Collected data entries:
____________
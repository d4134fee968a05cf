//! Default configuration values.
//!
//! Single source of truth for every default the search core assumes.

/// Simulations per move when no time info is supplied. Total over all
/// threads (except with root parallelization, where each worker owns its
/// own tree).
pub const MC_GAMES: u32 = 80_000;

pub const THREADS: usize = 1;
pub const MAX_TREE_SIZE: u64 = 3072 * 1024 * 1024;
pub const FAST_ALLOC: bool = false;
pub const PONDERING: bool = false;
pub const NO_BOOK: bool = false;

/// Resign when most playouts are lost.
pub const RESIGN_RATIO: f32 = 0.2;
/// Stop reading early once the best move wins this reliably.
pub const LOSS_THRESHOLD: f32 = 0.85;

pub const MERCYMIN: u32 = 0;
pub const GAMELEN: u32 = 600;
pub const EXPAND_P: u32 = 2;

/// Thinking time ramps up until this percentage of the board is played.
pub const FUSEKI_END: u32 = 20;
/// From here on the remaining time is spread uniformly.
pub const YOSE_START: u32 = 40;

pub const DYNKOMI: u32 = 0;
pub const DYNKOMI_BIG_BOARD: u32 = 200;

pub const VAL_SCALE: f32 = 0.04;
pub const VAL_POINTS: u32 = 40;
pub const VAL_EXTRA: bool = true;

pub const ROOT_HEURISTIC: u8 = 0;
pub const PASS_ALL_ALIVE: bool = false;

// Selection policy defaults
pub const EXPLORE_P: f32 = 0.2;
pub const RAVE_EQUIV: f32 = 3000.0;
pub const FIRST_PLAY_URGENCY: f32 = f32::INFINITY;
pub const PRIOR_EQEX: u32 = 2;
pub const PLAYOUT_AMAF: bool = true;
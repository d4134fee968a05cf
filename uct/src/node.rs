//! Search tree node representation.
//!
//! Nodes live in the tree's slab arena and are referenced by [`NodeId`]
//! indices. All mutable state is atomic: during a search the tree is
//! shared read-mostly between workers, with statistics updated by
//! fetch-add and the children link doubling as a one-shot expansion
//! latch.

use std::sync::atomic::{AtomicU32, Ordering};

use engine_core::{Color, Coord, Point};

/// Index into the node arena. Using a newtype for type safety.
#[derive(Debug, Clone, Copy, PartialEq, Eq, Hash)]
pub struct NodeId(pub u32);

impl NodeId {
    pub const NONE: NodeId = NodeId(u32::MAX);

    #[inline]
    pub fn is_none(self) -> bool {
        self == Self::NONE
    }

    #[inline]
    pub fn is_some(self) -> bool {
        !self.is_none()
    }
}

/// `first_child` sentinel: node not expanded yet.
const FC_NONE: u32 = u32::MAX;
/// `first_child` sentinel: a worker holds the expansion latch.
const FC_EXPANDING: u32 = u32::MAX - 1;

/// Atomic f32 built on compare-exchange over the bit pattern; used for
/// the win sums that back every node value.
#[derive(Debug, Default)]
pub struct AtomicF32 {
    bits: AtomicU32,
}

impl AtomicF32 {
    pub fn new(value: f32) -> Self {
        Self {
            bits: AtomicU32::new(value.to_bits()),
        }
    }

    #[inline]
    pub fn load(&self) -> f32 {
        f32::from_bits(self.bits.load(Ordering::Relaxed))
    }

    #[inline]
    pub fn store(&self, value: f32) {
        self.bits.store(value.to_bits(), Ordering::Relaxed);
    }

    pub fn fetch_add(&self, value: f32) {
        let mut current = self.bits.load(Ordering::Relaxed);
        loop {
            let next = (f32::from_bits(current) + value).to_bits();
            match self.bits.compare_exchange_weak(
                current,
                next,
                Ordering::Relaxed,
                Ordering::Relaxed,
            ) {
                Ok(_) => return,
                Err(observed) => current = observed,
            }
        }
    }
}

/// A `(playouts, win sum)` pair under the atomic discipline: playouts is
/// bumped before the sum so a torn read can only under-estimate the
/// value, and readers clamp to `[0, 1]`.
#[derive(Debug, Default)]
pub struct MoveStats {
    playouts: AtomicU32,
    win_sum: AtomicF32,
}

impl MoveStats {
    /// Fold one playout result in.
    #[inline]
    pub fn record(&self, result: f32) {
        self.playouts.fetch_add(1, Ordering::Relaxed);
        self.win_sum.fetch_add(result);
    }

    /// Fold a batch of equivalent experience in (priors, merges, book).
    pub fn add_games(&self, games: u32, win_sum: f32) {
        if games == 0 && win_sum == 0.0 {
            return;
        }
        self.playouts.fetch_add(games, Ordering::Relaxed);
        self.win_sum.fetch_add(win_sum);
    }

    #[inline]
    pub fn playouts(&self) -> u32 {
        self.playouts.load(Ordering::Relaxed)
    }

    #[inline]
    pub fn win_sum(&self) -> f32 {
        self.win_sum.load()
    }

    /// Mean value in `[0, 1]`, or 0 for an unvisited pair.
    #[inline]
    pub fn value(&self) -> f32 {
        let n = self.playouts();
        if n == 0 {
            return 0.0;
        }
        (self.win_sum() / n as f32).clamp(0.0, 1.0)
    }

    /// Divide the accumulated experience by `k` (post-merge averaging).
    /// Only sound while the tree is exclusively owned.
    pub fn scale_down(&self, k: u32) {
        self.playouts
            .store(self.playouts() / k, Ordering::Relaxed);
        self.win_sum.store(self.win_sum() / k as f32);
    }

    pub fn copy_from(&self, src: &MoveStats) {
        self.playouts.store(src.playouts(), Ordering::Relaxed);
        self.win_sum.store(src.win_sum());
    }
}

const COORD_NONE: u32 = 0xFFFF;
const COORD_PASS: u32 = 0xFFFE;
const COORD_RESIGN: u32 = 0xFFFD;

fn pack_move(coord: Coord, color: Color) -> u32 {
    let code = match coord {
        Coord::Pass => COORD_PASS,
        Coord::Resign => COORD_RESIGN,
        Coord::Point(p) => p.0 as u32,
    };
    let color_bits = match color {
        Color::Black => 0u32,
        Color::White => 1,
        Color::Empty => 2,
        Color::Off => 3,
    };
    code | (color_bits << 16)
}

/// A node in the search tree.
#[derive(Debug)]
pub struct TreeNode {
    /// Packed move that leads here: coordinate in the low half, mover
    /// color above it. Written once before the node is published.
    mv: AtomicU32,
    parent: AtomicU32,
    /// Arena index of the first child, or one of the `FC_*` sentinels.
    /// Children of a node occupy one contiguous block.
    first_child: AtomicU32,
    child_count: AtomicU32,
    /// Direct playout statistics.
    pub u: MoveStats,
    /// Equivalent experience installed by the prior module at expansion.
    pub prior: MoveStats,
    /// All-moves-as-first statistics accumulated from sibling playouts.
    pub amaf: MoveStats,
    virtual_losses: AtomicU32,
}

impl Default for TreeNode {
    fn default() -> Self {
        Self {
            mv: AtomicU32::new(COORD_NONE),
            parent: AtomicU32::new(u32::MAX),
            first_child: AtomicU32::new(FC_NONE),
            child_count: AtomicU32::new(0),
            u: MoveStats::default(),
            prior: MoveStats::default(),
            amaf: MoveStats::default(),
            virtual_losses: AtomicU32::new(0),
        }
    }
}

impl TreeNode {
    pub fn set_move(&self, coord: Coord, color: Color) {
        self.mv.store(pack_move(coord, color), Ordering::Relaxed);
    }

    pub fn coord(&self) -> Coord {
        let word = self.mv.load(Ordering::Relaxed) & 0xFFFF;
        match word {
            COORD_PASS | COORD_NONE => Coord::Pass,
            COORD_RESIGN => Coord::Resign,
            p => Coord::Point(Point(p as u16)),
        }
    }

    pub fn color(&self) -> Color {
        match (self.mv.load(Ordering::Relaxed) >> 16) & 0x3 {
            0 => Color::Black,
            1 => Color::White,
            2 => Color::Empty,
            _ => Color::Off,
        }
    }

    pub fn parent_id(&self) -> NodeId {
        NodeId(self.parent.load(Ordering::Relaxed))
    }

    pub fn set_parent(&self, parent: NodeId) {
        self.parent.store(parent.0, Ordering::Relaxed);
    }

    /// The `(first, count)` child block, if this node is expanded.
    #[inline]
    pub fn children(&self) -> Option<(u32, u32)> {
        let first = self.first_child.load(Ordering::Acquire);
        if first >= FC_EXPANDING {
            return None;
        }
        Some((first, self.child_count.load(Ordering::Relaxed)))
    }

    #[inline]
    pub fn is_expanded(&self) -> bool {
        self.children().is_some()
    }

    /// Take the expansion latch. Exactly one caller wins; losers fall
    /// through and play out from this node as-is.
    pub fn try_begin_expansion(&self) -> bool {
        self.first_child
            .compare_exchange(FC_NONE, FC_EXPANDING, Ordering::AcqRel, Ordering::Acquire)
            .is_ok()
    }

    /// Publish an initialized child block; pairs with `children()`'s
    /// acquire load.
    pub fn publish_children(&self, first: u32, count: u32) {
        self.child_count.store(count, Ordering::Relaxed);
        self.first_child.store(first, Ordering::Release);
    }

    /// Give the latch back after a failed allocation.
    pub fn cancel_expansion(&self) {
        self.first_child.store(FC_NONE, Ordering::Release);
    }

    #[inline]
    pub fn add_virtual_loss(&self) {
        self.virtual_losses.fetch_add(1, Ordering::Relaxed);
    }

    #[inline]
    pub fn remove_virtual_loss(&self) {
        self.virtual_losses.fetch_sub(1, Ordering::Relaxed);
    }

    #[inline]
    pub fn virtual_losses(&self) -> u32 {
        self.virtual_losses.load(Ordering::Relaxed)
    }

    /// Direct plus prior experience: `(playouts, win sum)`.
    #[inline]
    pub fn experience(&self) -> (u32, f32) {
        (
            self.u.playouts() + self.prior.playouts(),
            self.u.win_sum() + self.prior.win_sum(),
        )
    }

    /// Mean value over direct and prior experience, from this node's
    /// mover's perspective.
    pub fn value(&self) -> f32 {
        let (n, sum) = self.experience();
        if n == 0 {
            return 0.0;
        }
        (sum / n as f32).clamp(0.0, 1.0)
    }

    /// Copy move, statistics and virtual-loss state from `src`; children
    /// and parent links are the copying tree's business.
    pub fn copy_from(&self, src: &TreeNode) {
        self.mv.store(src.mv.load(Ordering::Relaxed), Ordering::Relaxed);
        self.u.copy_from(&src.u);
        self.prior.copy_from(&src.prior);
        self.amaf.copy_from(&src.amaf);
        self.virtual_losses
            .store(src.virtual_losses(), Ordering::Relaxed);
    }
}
____________
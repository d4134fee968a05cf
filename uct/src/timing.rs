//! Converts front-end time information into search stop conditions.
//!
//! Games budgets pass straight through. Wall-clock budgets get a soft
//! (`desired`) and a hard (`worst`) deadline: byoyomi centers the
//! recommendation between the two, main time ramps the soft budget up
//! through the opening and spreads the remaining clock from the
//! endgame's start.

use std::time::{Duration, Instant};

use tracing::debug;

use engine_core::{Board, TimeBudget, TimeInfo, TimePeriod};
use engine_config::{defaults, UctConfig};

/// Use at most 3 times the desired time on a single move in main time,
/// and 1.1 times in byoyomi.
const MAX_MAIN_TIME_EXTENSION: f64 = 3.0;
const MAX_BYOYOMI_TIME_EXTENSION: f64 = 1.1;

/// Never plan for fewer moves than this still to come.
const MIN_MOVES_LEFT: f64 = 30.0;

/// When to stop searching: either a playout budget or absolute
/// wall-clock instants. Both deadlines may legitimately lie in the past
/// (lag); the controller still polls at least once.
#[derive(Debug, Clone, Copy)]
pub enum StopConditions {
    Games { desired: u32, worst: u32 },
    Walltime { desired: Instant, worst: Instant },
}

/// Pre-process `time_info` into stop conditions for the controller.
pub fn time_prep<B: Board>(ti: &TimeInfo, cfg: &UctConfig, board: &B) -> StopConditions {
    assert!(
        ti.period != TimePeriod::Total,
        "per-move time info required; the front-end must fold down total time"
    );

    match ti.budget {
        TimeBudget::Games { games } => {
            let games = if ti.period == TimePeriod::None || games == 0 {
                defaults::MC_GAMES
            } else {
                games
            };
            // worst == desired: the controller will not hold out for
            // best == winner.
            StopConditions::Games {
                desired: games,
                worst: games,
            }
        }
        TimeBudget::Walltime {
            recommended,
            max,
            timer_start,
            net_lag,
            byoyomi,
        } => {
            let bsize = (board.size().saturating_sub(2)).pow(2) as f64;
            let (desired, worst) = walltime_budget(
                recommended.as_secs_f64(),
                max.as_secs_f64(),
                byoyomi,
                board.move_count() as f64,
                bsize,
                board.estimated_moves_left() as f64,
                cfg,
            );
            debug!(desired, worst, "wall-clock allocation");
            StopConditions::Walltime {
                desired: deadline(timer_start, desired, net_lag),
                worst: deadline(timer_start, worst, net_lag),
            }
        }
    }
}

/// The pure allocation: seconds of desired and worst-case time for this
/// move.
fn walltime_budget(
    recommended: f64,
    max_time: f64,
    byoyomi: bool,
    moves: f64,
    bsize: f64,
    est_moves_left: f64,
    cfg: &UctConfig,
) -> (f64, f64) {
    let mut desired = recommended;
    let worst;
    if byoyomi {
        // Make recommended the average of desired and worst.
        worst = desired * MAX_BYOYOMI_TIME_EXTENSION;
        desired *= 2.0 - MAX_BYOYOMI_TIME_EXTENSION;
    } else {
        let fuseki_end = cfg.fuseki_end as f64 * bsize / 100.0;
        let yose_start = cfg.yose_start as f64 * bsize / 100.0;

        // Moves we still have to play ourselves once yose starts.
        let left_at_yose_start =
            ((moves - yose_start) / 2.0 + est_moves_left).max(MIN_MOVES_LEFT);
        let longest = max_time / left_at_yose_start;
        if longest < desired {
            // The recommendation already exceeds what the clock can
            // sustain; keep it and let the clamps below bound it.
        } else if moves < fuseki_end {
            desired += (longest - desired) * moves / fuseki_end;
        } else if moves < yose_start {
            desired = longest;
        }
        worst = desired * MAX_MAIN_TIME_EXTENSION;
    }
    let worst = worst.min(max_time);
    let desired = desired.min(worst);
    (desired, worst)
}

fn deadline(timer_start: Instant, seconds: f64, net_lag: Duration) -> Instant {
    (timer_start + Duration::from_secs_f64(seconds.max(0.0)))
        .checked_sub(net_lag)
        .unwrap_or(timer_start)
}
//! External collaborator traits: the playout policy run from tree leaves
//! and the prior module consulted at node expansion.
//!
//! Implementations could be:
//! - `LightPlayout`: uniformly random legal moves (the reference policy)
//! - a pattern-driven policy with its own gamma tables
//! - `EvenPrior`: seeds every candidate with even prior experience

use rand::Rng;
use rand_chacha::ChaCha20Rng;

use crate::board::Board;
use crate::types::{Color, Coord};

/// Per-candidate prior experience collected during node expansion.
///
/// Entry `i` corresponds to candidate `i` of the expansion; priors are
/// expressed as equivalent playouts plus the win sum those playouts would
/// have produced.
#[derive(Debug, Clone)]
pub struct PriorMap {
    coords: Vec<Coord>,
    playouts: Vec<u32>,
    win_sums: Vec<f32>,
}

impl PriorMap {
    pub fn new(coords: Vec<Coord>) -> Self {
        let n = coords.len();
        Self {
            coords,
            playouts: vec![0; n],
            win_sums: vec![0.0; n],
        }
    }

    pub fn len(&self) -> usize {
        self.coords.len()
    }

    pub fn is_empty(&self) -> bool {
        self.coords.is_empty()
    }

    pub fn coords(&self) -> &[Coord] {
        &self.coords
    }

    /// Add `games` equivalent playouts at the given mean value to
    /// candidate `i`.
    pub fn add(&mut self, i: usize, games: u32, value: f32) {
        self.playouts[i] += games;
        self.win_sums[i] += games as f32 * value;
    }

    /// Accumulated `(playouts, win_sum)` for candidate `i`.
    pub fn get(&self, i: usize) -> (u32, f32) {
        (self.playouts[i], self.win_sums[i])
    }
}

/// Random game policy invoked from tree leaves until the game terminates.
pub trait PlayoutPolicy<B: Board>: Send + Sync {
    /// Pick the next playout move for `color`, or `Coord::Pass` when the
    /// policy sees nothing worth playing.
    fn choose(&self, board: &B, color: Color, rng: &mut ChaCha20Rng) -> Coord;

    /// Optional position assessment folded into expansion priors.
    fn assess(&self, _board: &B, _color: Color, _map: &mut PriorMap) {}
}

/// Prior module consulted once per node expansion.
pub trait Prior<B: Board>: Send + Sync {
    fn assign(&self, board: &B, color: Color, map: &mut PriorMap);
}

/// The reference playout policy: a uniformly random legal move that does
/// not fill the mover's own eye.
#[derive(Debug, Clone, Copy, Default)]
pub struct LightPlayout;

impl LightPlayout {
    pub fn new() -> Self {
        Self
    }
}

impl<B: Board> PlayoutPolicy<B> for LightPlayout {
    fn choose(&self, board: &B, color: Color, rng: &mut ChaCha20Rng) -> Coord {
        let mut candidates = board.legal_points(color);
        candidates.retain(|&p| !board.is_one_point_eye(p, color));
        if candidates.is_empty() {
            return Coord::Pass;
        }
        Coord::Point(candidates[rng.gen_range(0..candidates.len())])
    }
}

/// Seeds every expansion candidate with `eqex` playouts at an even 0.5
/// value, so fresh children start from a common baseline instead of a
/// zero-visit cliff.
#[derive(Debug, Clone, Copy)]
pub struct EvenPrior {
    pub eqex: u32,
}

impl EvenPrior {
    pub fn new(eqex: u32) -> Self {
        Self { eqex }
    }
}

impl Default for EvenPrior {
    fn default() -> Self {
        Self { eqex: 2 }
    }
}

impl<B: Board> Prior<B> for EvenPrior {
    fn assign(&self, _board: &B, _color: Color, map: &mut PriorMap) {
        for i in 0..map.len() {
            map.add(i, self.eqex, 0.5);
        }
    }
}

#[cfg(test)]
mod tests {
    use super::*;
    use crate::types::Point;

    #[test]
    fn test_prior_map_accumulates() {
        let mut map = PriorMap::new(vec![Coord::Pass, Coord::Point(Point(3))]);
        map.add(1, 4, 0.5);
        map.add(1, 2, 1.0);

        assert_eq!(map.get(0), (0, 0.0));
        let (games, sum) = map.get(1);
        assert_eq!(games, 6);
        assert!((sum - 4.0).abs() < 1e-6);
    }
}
____________
In the records above, how many lines contain the word "Send"? Say only the number.

2